We regrouped and met with their families. We all agreed that things looked bad, but we decided to reach out to Mwita, our assistant site director. Someone asked if our dear friend Anna Migera might be able to help as well. We reached out to Mwita and Anna, and they agreed to ask for a meeting with the district court judge to see if anything could be done.
The meeting took place on the following Wednesday. After listening to Mwita and Anna, the judge fiercely replied that the time to take action had passed. She asked them to leave and to just wait for her to deliver the sentence on Friday.
On Friday morning, we met and prayed for the case, but we did not feel much hope inside. Friday is our day of rest, so most of us went back to our rooms after praying. A few hours later, as we were trying to rest, I became very annoyed by a large group of children who burst through our front door and ran into our house. “How many times do we have to tell them not to come in without knocking…” I said to myself.
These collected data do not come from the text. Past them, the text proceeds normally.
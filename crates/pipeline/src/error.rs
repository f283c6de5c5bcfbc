//! Pipeline error types

use tally_protocol::EncodeError;
use tally_stream::StreamError;
use thiserror::Error;

/// Pipeline errors
#[derive(Debug, Error)]
pub enum PipelineError {
    /// Missing or invalid required input (e.g., empty event id)
    #[error("validation failed: {0}")]
    Validation(String),

    /// Event payload could not be serialized
    #[error("failed to encode event '{event_id}': {source}")]
    Encode {
        event_id: String,
        #[source]
        source: EncodeError,
    },

    /// Stream append failed
    #[error("failed to enqueue: {0}")]
    Enqueue(#[source] StreamError),

    /// Consumer group setup failed
    #[error("failed to start worker: {0}")]
    Start(#[source] StreamError),

    /// Stream query failed
    #[error("stream error: {0}")]
    Stream(#[from] StreamError),

    /// `start` called on a running worker
    #[error("worker is already running")]
    AlreadyRunning,

    /// Configuration rejected by `PipelineConfig::validate`
    #[error("invalid pipeline config: {0}")]
    InvalidConfig(String),
}

impl PipelineError {
    pub fn validation(message: impl Into<String>) -> Self {
        Self::Validation(message.into())
    }

    pub fn invalid_config(message: impl Into<String>) -> Self {
        Self::InvalidConfig(message.into())
    }
}

/// Result type for pipeline operations
pub type Result<T> = std::result::Result<T, PipelineError>;
//! Worker - lifecycle wrapper around the consumer loop
//!
//! ```text
//! start() ── ensure group ── spawn loop ──► running
//! stop()  ── cancel ── join (loop drains its batch) ──► stopped
//! status() ── pending count + stream length
//! ```
//!
//! The stream and sink are injected; the worker owns no connections.
//! Dropping a running worker cancels the loop without waiting for it; only
//! `stop` joins.

use std::sync::Arc;

use serde::Serialize;
use tally_sinks::SinkWriter;
use tally_stream::{DurableStream, GroupCreation, GroupStart};
use tokio::sync::watch;
use tokio::task::JoinHandle;
use tokio_util::sync::CancellationToken;
use tracing::{debug, error, info};

use crate::config::PipelineConfig;
use crate::consumer::{ConsumerLoop, ConsumerState};
use crate::error::{PipelineError, Result};
use crate::metrics::ConsumerMetrics;

/// Backlog snapshot returned by [`Worker::status`]
#[derive(Debug, Clone, PartialEq, Eq, Serialize)]
pub struct WorkerStatus {
    /// Entries delivered to the group but not yet acknowledged
    pub pending_count: u64,
    /// Entries retained in the stream
    pub stream_length: u64,
    pub group_name: String,
    pub consumer_name: String,
    pub stream_key: String,
}

/// Query the backlog of the configured stream and group
///
/// Usable without a worker (e.g., from a status command).
pub async fn backlog_status(
    stream: &dyn DurableStream,
    config: &PipelineConfig,
) -> Result<WorkerStatus> {
    let pending_count = stream
        .pending_count(&config.stream_key, &config.group)
        .await?;
    let stream_length = stream.length(&config.stream_key).await?;

    Ok(WorkerStatus {
        pending_count,
        stream_length,
        group_name: config.group.clone(),
        consumer_name: config.consumer.clone(),
        stream_key: config.stream_key.clone(),
    })
}

struct RunningLoop {
    cancel: CancellationToken,
    handle: JoinHandle<()>,
}

/// Runs one consumer loop against a stream and a sink
pub struct Worker {
    stream: Arc<dyn DurableStream>,
    sink: Arc<dyn SinkWriter>,
    config: PipelineConfig,
    metrics: Arc<ConsumerMetrics>,
    state: Arc<watch::Sender<ConsumerState>>,
    running: Option<RunningLoop>,
}

impl Worker {
    /// Create a worker; the config is validated here
    pub fn new(
        stream: Arc<dyn DurableStream>,
        sink: Arc<dyn SinkWriter>,
        config: PipelineConfig,
    ) -> Result<Self> {
        config.validate()?;
        let (state, _) = watch::channel(ConsumerState::Idle);
        Ok(Self {
            stream,
            sink,
            config,
            metrics: Arc::new(ConsumerMetrics::new()),
            state: Arc::new(state),
            running: None,
        })
    }

    pub fn config(&self) -> &PipelineConfig {
        &self.config
    }

    pub fn metrics(&self) -> Arc<ConsumerMetrics> {
        Arc::clone(&self.metrics)
    }

    /// Current consumer loop state
    pub fn state(&self) -> ConsumerState {
        *self.state.borrow()
    }

    /// Receiver that observes every state change
    pub fn subscribe(&self) -> watch::Receiver<ConsumerState> {
        self.state.subscribe()
    }

    /// Whether a loop is spawned and has not exited
    pub fn is_running(&self) -> bool {
        self.running
            .as_ref()
            .is_some_and(|running| !running.handle.is_finished())
    }

    /// Ensure the consumer group and spawn the consumer loop
    ///
    /// # Errors
    ///
    /// - `AlreadyRunning` if a loop is already active
    /// - `Start` if the consumer group cannot be created
    pub async fn start(&mut self) -> Result<()> {
        if self.is_running() {
            return Err(PipelineError::AlreadyRunning);
        }

        self.state.send_replace(ConsumerState::Idle);
        info!(
            stream = %self.config.stream_key,
            group = %self.config.group,
            consumer = %self.config.consumer,
            "starting worker"
        );

        let creation = self
            .stream
            .ensure_group(
                &self.config.stream_key,
                &self.config.group,
                GroupStart::Beginning,
            )
            .await
            .map_err(|e| {
                error!(
                    stream = %self.config.stream_key,
                    group = %self.config.group,
                    error = %e,
                    "failed to create consumer group"
                );
                PipelineError::Start(e)
            })?;

        match creation {
            GroupCreation::Created => info!(group = %self.config.group, "consumer group created"),
            GroupCreation::AlreadyExists => {
                debug!(group = %self.config.group, "consumer group already exists")
            }
        }
        self.state.send_replace(ConsumerState::GroupEnsured);

        let cancel = CancellationToken::new();
        let consumer = ConsumerLoop::new(
            Arc::clone(&self.stream),
            Arc::clone(&self.sink),
            self.config.clone(),
            Arc::clone(&self.metrics),
            Arc::clone(&self.state),
        );
        let handle = tokio::spawn(consumer.run(cancel.clone()));
        self.running = Some(RunningLoop { cancel, handle });
        self.state.send_replace(ConsumerState::Running);

        info!("worker started");
        Ok(())
    }

    /// Cancel the loop and wait for it to drain and exit
    ///
    /// A no-op if the worker was never started or is already stopped. Does
    /// not interrupt a sink write in progress; bound it with a timeout from
    /// the caller if needed.
    pub async fn stop(&mut self) {
        let Some(running) = self.running.take() else {
            return;
        };

        info!("stopping worker");
        running.cancel.cancel();
        if let Err(e) = running.handle.await {
            error!(error = %e, "consumer loop task failed");
            self.state.send_replace(ConsumerState::Stopped);
        }
        info!("worker stopped");
    }

    /// Pending-entries count and stream length for this worker's group
    ///
    /// # Errors
    ///
    /// Returns `Stream` if either query fails.
    pub async fn status(&self) -> Result<WorkerStatus> {
        backlog_status(self.stream.as_ref(), &self.config).await
    }
}

impl Drop for Worker {
    fn drop(&mut self) {
        if let Some(running) = &self.running {
            running.cancel.cancel();
        }
    }
}

#[cfg(test)]
#[path = "worker_test.rs"]
mod worker_test;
Dinnah and Doto went to meet them, then suddenly knocked on our door, “Davis, Veronica, njoo!” (Come quick!)
“They are free! The sentence is just 3 months of community service. And even that… it’s only 2 hours, on Monday and Tuesday! They are out of jail, and they’ll be here soon!”
I couldn’t believe it. I called all of the other family members, scrambling to confirm it. Yes, yes, they all agreed. They are free, it’s over.
Evening prayer that night was a lively affair. Mama Jeni sang a beautiful, long song for us. Then she told us about how she hoped that we could continue visiting the other women at the jail. She wanted to continue showing them love, encouraging them, and helping them to become disciples of Jesus. Then, Dinnah preached. We were finally able to show Mama Jeni that we had taken her request seriously.
We had a party together the following day, here are some pictures. The title means, “freedom for prisoners” (Luke 4).
You can make more of this happen by donating in whichever way is easiest:
Note: We don’t really understand why they were allowed to go free. Mwita said that he did not know, but his best guess was that the judge was a basically kind and just woman. After our lawyer explained the case and the reason for the appeal, she wanted to set the women free. However, she also understood the pride of the Kuria tribe and their penchant for long-lasting, bloody feuds. After seeing the lengths to which the accusing family was going to win the case, she wanted to finish the matter by making them feel like they had won. She did not want it to be appealed, nor did she want out-of-court violence, but neither did she want the women to actually be sentenced to any time in jail. This was the reason for denying them bail, and for sentencing them to three months of light community service. I can’t say I understand this entirely, but this is our best explanation so far.